• EXERCISE:
Every single entry needs to appear again exactly as given.

• Collected data entries:
• • • •

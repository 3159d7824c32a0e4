use lp_common::MinorUnits;
use sqlx::{FromRow, SqliteConnection};

use crate::db_types::{CatalogItem, PurchasedItem, UserProfile};

#[derive(Debug, Clone, FromRow)]
struct CatalogRow {
    title: String,
    price: i64,
    currency: String,
}

pub async fn fetch_user(user_id: &str, conn: &mut SqliteConnection) -> Result<Option<UserProfile>, sqlx::Error> {
    let user =
        sqlx::query_as("SELECT id, name, email FROM users WHERE id = $1").bind(user_id).fetch_optional(conn).await?;
    Ok(user)
}

pub async fn fetch_catalog_item(
    item: &PurchasedItem,
    conn: &mut SqliteConnection,
) -> Result<Option<CatalogItem>, sqlx::Error> {
    let q = match item {
        PurchasedItem::Course(_) => "SELECT title, price, currency FROM courses WHERE id = $1",
        PurchasedItem::Project(_) => "SELECT title, price, currency FROM projects WHERE id = $1",
    };
    let row: Option<CatalogRow> = sqlx::query_as(q).bind(item.id()).fetch_optional(conn).await?;
    Ok(row.map(|r| CatalogItem {
        item: item.clone(),
        title: r.title,
        price: MinorUnits::from(r.price),
        currency: r.currency,
    }))
}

• • • •

• THE COMPLETED TASK:
repository 3159d7824c32a0e4
use lp_common::MinorUnits;
use sqlx::{FromRow, SqliteConnection};

use crate::db_types::{CatalogItem, PurchasedItem, UserProfile};

#[derive(Debug, Clone, FromRow)]
struct CatalogRow {
    title: String,
    price: i64,
    currency: String,
}

pub async fn fetch_user(user_id: &str, conn: &mut SqliteConnection) -> Result<Option<UserProfile>, sqlx::Error> {
    let user =
        sqlx::query_as("SELECT id, name, email FROM users WHERE id = $1").bind(user_id).fetch_optional(conn).await?;
    Ok(user)
}

pub async fn fetch_catalog_item(
    item: &PurchasedItem,
    conn: &mut SqliteConnection,
) -> Result<Option<CatalogItem>, sqlx::Error> {
    let q = match item {
        PurchasedItem::Course(_) => "SELECT title, price, currency FROM courses WHERE id = $1",
        PurchasedItem::Project(_) => "SELECT title, price, currency FROM projects WHERE id = $1",
    };
    let row: Option<CatalogRow> = sqlx::query_as(q).bind(item.id()).fetch_optional(conn).await?;
    Ok(row.map(|r| CatalogItem {
        item: item.clone(),
        title: r.title,
        price: MinorUnits::from(r.price),
        currency: r.currency,
    }))
}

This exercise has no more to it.